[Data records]
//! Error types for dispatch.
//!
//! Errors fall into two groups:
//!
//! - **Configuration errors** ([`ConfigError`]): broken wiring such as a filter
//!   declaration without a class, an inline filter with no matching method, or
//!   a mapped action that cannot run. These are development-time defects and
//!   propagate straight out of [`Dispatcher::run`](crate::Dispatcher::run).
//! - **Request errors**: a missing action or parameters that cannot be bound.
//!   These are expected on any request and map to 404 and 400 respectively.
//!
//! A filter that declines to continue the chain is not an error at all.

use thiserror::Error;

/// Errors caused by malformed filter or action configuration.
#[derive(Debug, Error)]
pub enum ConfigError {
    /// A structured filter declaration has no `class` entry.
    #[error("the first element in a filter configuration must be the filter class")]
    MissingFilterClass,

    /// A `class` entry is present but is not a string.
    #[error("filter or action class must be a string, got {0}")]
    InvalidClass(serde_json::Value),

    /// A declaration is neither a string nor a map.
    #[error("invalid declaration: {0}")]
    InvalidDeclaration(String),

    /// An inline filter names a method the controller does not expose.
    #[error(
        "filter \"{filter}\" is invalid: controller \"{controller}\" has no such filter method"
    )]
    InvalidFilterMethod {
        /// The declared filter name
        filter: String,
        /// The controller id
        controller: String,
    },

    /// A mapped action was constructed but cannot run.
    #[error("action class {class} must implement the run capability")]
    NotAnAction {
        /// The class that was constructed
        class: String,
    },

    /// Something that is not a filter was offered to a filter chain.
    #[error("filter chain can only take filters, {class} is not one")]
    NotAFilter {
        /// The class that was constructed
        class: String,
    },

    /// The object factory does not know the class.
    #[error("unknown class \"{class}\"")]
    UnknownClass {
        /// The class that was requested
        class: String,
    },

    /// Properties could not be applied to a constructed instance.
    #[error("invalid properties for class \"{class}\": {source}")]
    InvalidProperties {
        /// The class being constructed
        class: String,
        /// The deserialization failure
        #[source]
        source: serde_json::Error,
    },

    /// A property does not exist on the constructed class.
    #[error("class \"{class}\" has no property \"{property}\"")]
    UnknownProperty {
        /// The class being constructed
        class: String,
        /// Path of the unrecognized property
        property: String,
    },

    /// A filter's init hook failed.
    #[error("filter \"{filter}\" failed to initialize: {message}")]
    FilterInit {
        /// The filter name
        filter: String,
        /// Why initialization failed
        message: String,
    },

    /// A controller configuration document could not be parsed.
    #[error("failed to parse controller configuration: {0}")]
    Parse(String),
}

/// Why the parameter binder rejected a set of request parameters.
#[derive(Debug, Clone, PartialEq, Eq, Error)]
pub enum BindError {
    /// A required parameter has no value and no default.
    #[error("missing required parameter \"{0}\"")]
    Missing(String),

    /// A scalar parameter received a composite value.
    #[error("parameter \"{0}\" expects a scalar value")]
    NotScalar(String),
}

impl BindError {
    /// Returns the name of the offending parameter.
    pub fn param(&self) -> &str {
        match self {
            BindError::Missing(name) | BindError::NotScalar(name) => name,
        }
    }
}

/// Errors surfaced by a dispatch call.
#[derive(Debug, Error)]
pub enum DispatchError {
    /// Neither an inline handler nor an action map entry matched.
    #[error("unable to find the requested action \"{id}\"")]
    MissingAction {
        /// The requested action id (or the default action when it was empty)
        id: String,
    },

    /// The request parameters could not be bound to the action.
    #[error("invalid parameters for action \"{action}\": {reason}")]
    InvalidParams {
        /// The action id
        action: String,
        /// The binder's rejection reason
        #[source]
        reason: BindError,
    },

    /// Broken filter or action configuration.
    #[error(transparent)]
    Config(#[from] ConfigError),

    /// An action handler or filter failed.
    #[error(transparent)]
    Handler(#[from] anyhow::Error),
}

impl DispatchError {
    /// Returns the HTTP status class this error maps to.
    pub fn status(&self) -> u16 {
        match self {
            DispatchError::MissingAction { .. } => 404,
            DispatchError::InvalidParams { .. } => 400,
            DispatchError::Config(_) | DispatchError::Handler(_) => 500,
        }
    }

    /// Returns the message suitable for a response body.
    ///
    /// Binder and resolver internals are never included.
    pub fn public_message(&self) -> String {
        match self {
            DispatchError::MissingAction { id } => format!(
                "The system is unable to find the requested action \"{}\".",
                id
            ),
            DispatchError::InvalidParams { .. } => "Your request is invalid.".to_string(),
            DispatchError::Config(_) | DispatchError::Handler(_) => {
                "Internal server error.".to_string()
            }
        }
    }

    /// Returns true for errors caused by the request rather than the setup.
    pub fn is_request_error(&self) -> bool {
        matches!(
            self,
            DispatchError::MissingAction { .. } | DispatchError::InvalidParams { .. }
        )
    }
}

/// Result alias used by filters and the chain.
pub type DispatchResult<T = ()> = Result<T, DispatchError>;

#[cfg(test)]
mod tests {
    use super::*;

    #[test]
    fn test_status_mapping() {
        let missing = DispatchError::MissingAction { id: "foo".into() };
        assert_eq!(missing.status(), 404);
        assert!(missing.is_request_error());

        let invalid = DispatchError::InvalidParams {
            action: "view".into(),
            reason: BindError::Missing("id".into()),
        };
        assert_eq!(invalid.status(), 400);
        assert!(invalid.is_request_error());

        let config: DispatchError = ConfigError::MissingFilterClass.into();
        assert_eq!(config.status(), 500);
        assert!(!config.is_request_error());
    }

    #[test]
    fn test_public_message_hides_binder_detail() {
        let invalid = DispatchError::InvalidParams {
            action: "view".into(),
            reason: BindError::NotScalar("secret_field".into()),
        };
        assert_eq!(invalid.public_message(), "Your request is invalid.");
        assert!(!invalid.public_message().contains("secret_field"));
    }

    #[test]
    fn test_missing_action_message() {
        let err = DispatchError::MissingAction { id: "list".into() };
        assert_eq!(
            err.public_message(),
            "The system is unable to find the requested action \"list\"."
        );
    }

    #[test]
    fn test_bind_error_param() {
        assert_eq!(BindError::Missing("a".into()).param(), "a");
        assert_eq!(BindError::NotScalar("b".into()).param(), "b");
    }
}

Task: Each entry should be reproduced in the output exactly.

The completed task:
//! Error types for dispatch.
//!
//! Errors fall into two groups:
//!
//! - **Configuration errors** ([`ConfigError`]): broken wiring such as a filter
//!   declaration without a class, an inline filter with no matching method, or
//!   a mapped action that cannot run. These are development-time defects and
//!   propagate straight out of [`Dispatcher::run`](crate::Dispatcher::run).
//! - **Request errors**: a missing action or parameters that cannot be bound.
//!   These are expected on any request and map to 404 and 400 respectively.
//!
//! A filter that declines to continue the chain is not an error at all.

use thiserror::Error;

/// Errors caused by malformed filter or action configuration.
#[derive(Debug, Error)]
pub enum ConfigError {
    /// A structured filter declaration has no `class` entry.
    #[error("the first element in a filter configuration must be the filter class")]
    MissingFilterClass,

    /// A `class` entry is present but is not a string.
    #[error("filter or action class must be a string, got {0}")]
    InvalidClass(serde_json::Value),

    /// A declaration is neither a string nor a map.
    #[error("invalid declaration: {0}")]
    InvalidDeclaration(String),

    /// An inline filter names a method the controller does not expose.
    #[error(
        "filter \"{filter}\" is invalid: controller \"{controller}\" has no such filter method"
    )]
    InvalidFilterMethod {
        /// The declared filter name
        filter: String,
        /// The controller id
        controller: String,
    },

    /// A mapped action was constructed but cannot run.
    #[error("action class {class} must implement the run capability")]
    NotAnAction {
        /// The class that was constructed
        class: String,
    },

    /// Something that is not a filter was offered to a filter chain.
    #[error("filter chain can only take filters, {class} is not one")]
    NotAFilter {
        /// The class that was constructed
        class: String,
    },

    /// The object factory does not know the class.
    #[error("unknown class \"{class}\"")]
    UnknownClass {
        /// The class that was requested
        class: String,
    },

    /// Properties could not be applied to a constructed instance.
    #[error("invalid properties for class \"{class}\": {source}")]
    InvalidProperties {
        /// The class being constructed
        class: String,
        /// The deserialization failure
        #[source]
        source: serde_json::Error,
    },

    /// A property does not exist on the constructed class.
    #[error("class \"{class}\" has no property \"{property}\"")]
    UnknownProperty {
        /// The class being constructed
        class: String,
        /// Path of the unrecognized property
        property: String,
    },

    /// A filter's init hook failed.
    #[error("filter \"{filter}\" failed to initialize: {message}")]
    FilterInit {
        /// The filter name
        filter: String,
        /// Why initialization failed
        message: String,
    },

    /// A controller configuration document could not be parsed.
    #[error("failed to parse controller configuration: {0}")]
    Parse(String),
}

/// Why the parameter binder rejected a set of request parameters.
#[derive(Debug, Clone, PartialEq, Eq, Error)]
pub enum BindError {
    /// A required parameter has no value and no default.
    #[error("missing required parameter \"{0}\"")]
    Missing(String),

    /// A scalar parameter received a composite value.
    #[error("parameter \"{0}\" expects a scalar value")]
    NotScalar(String),
}

impl BindError {
    /// Returns the name of the offending parameter.
    pub fn param(&self) -> &str {
        match self {
            BindError::Missing(name) | BindError::NotScalar(name) => name,
        }
    }
}

/// Errors surfaced by a dispatch call.
#[derive(Debug, Error)]
pub enum DispatchError {
    /// Neither an inline handler nor an action map entry matched.
    #[error("unable to find the requested action \"{id}\"")]
    MissingAction {
        /// The requested action id (or the default action when it was empty)
        id: String,
    },

    /// The request parameters could not be bound to the action.
    #[error("invalid parameters for action \"{action}\": {reason}")]
    InvalidParams {
        /// The action id
        action: String,
        /// The binder's rejection reason
        #[source]
        reason: BindError,
    },

    /// Broken filter or action configuration.
    #[error(transparent)]
    Config(#[from] ConfigError),

    /// An action handler or filter failed.
    #[error(transparent)]
    Handler(#[from] anyhow::Error),
}

impl DispatchError {
    /// Returns the HTTP status class this error maps to.
    pub fn status(&self) -> u16 {
        match self {
            DispatchError::MissingAction { .. } => 404,
            DispatchError::InvalidParams { .. } => 400,
            DispatchError::Config(_) | DispatchError::Handler(_) => 500,
        }
    }

    /// Returns the message suitable for a response body.
    ///
    /// Binder and resolver internals are never included.
    pub fn public_message(&self) -> String {
        match self {
            DispatchError::MissingAction { id } => format!(
                "The system is unable to find the requested action \"{}\".",
                id
            ),
            DispatchError::InvalidParams { .. } => "Your request is invalid.".to_string(),
            DispatchError::Config(_) | DispatchError::Handler(_) => {
                "Internal server error.".to_string()
            }
        }
    }

    /// Returns true for errors caused by the request rather than the setup.
    pub fn is_request_error(&self) -> bool {
        matches!(
            self,
            DispatchError::MissingAction { .. } | DispatchError::InvalidParams { .. }
        )
    }
}

/// Result alias used by filters and the chain.
pub type DispatchResult<T = ()> = Result<T, DispatchError>;

#[cfg(test)]
mod tests {
    use super::*;

    #[test]
    fn test_status_mapping() {
        let missing = DispatchError::MissingAction { id: "foo".into() };
        assert_eq!(missing.status(), 404);
        assert!(missing.is_request_error());

        let invalid = DispatchError::InvalidParams {
            action: "view".into(),
            reason: BindError::Missing("id".into()),
        };
        assert_eq!(invalid.status(), 400);
        assert!(invalid.is_request_error());

        let config: DispatchError = ConfigError::MissingFilterClass.into();
        assert_eq!(config.status(), 500);
        assert!(!config.is_request_error());
    }

    #[test]
    fn test_public_message_hides_binder_detail() {
        let invalid = DispatchError::InvalidParams {
            action: "view".into(),
            reason: BindError::NotScalar("secret_field".into()),
        };
        assert_eq!(invalid.public_message(), "Your request is invalid.");
        assert!(!invalid.public_message().contains("secret_field"));
    }

    #[test]
    fn test_missing_action_message() {
        let err = DispatchError::MissingAction { id: "list".into() };
        assert_eq!(
            err.public_message(),
            "The system is unable to find the requested action \"list\"."
        );
    }

    #[test]
    fn test_bind_error_param() {
        assert_eq!(BindError::Missing("a".into()).param(), "a");
        assert_eq!(BindError::NotScalar("b".into()).param(), "b");
    }
}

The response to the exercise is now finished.